In January of 1993, the parties orally agreed to a different child support and placement arrangement whereby they would share physical placement and expenses equally. In January and February, John paid *123 a sum total of $500 in child support. While the circuit court made no factual findings regarding the extrajudicial oral agreement's details, the parties concede that under the oral agreement, money would be paid directly to the children or a third party. In spring 1993, Faye told John that the agreement was not working out.

In December 1997, Faye filed a contempt motion alleging that John failed to pay his child support as agreed by the parties and incorporated into the amended judgment. 4 Faye requested child support arrearage, plus statutory interest, from January 1993 to June 1997, totaling nearly $35,000. 5 In response, John filed a motion to dismiss Faye's contempt motion, claiming that in January 1993, the parties had orally modified their child support agreement to share equally the children's placement and expenses. John alleged that since January 1993, he had relied on this agreement and regularly made payments both directly to the children in the form of an allowance and to third parties for the children's clothing, school and personal needs. Based on the parties' January 1993 extrajudi *124 cial oral agreement, he claimed that Faye should be equitably estopped from recovering child support arrearage.

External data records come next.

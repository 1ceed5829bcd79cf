//! Fixed format sense data, as described in SPC-2 7.20.2.
//!
//! Consumers that expect sense data read fixed offsets out of the buffer, so the layout
//! here is bit-exact with the conventional format:
//!
//! | byte | field                                   |
//! |------|-----------------------------------------|
//! | 0    | `VALID` (bit 7) and `RESPONSE CODE`     |
//! | 2    | `SENSE KEY` (bits 3:0)                  |
//! | 7    | `ADDITIONAL SENSE LENGTH`               |
//! | 12   | `ADDITIONAL SENSE CODE` (ASC)           |
//! | 13   | `ADDITIONAL SENSE CODE QUALIFIER` (ASCQ)|

use std::fmt;

/// Capacity of the inline sense buffer carried by every command.
pub const SENSE_BUFFER_SIZE: usize = 96;

/// Length of a fixed format sense record with no sense-key specific extensions.
pub const FIXED_SENSE_LEN: usize = 18;

/// "Current error" fixed format response code.
pub const RESPONSE_CODE_CURRENT_FIXED: u8 = 0x70;

const SENSE_KEY_OFFSET: usize = 2;
const ADDITIONAL_LENGTH_OFFSET: usize = 7;
const ASC_OFFSET: usize = 12;
const ASCQ_OFFSET: usize = 13;

/// SPC-2 table 107.
#[repr(u8)]
#[derive(Clone, Copy, Debug, PartialEq, Eq)]
pub enum SenseKey {
    NoSense = 0x0,
    RecoveredError = 0x1,
    NotReady = 0x2,
    MediumError = 0x3,
    HardwareError = 0x4,
    IllegalRequest = 0x5,
    UnitAttention = 0x6,
    DataProtect = 0x7,
    AbortedCommand = 0xb,
}

impl SenseKey {
    fn from_bits(bits: u8) -> Option<Self> {
        Some(match bits & 0x0f {
            0x0 => SenseKey::NoSense,
            0x1 => SenseKey::RecoveredError,
            0x2 => SenseKey::NotReady,
            0x3 => SenseKey::MediumError,
            0x4 => SenseKey::HardwareError,
            0x5 => SenseKey::IllegalRequest,
            0x6 => SenseKey::UnitAttention,
            0x7 => SenseKey::DataProtect,
            0xb => SenseKey::AbortedCommand,
            _ => return None,
        })
    }
}

/// An ASC/ASCQ pair, SPC-2 table 108.
#[derive(Clone, Copy, Debug, PartialEq, Eq, Hash)]
pub struct AdditionalSense {
    pub asc: u8,
    pub ascq: u8,
}

impl AdditionalSense {
    pub const NONE: Self = Self::new(0x00, 0x00);
    pub const LOGICAL_UNIT_NOT_READY: Self = Self::new(0x04, 0x00);
    pub const LOGICAL_UNIT_COMMUNICATION_FAILURE: Self = Self::new(0x08, 0x00);
    pub const WRITE_ERROR: Self = Self::new(0x0c, 0x00);
    pub const UNRECOVERED_READ_ERROR: Self = Self::new(0x11, 0x00);
    pub const INVALID_COMMAND_OPERATION_CODE: Self = Self::new(0x20, 0x00);
    pub const LBA_OUT_OF_RANGE: Self = Self::new(0x21, 0x00);
    pub const INVALID_FIELD_IN_CDB: Self = Self::new(0x24, 0x00);
    pub const LOGICAL_UNIT_NOT_SUPPORTED: Self = Self::new(0x25, 0x00);
    /// "POWER ON, RESET, OR BUS DEVICE RESET OCCURRED"
    pub const POWER_ON_RESET: Self = Self::new(0x29, 0x00);
    pub const COMMANDS_CLEARED_BY_ANOTHER_INITIATOR: Self = Self::new(0x2f, 0x00);

    pub const fn new(asc: u8, ascq: u8) -> Self {
        Self { asc, ascq }
    }
}

impl fmt::Display for AdditionalSense {
    fn fmt(&self, f: &mut fmt::Formatter<'_>) -> fmt::Result {
        write!(f, "{:02x}h/{:02x}h", self.asc, self.ascq)
    }
}

/// Inline, fixed-capacity sense buffer.
///
/// Never allocates; a command carries one of these for its whole lifetime.
#[derive(Clone, Copy, PartialEq, Eq)]
pub struct SenseBuffer {
    bytes: [u8; SENSE_BUFFER_SIZE],
    len: usize,
}

impl SenseBuffer {
    pub const fn empty() -> Self {
        Self {
            bytes: [0; SENSE_BUFFER_SIZE],
            len: 0,
        }
    }

    /// Builds a "current error" fixed format record.
    pub fn fixed(key: SenseKey, additional: AdditionalSense) -> Self {
        let mut sense = Self::empty();
        sense.bytes[0] = RESPONSE_CODE_CURRENT_FIXED;
        sense.bytes[SENSE_KEY_OFFSET] = key as u8;
        // Counts the bytes following the field itself.
        sense.bytes[ADDITIONAL_LENGTH_OFFSET] =
            (FIXED_SENSE_LEN - ADDITIONAL_LENGTH_OFFSET - 1) as u8;
        sense.bytes[ASC_OFFSET] = additional.asc;
        sense.bytes[ASCQ_OFFSET] = additional.ascq;
        sense.len = FIXED_SENSE_LEN;
        sense
    }

    pub fn is_empty(&self) -> bool {
        self.len == 0
    }

    pub fn len(&self) -> usize {
        self.len
    }

    pub fn as_slice(&self) -> &[u8] {
        &self.bytes[..self.len]
    }

    pub fn response_code(&self) -> Option<u8> {
        (!self.is_empty()).then(|| self.bytes[0] & 0x7f)
    }

    pub fn sense_key(&self) -> Option<SenseKey> {
        if self.is_empty() {
            return None;
        }
        SenseKey::from_bits(self.bytes[SENSE_KEY_OFFSET])
    }

    pub fn additional_sense(&self) -> Option<AdditionalSense> {
        (!self.is_empty())
            .then(|| AdditionalSense::new(self.bytes[ASC_OFFSET], self.bytes[ASCQ_OFFSET]))
    }
}

impl Default for SenseBuffer {
    fn default() -> Self {
        Self::empty()
    }
}

impl fmt::Debug for SenseBuffer {
    fn fmt(&self, f: &mut fmt::Formatter<'_>) -> fmt::Result {
        f.debug_struct("SenseBuffer")
            .field("key", &self.sense_key())
            .field("additional", &self.additional_sense())
            .finish()
    }
}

The circuit court denied Faye's contempt motion. In its memorandum decision, the court framed the two issues as whether child support arrearages existed, and if so, whether the doctrine of equitable estoppel is a viable defense to a claim of child support arrearage. First, it concluded that no arrearages existed. It found that John and Faye had agreed to the extrajudicial oral modification, which provided that John would make direct payments to the children and third parties. Additionally, the circuit court reasoned that pursuant to Schulz v. Ystad, 155 Wis. 2d 574, 604, 456 N.W.2d 312, 323-24 (1990), John fully complied with the spirit and intent of the marital settlement agreement and the January 1993 modification. Because the circuit court found compliance with the amended judgment, it concluded that John was not in contempt.

Based on its determination that John had fully complied, the circuit court deemed it unnecessary to determine whether § 767.32(1m) and (1r), Stats., allowed revision of the judgment. Distinguishing Douglas County Child Support v. Fisher, 200 Wis. 2d 807, 547 N.W.2d 801 (Ct. App. 1996), on its facts, the circuit court concluded that neither subsection "preclude[s] recognition of the direct payments made by John to Faye, the minor children or other third parties." Second, the court held that under the facts, the extrajudicial oral agreement was enforceable under the doctrine of equitable estoppel, citing Harms v. Harms, 174 Wis. 2d 780, 785, 498 N.W.2d 229, 231 (1993). Faye appealed the judgment.

*125 II. Analysis

We review a circuit court's use of its contempt power for erroneous exercise of discretion. See Krieman v. Goldberg, 214 Wis. 2d 163, 169, 571 N.W.2d 425, 428 (Ct. App. 1997). Underlying discretionary determinations may be findings of fact and conclusions of law. See Michael A.P. v. Solsrud, 178 Wis. 2d 137, 153, 502 N.W.2d 918, 925 (Ct. App. 1993). We will not overturn findings of fact unless they are clearly erroneous. Section 805.17(2), Stats. In contrast, we review questions of law de novo. See Michael A.P., 178 Wis. 2d at 147, 502 N.W.2d at 922.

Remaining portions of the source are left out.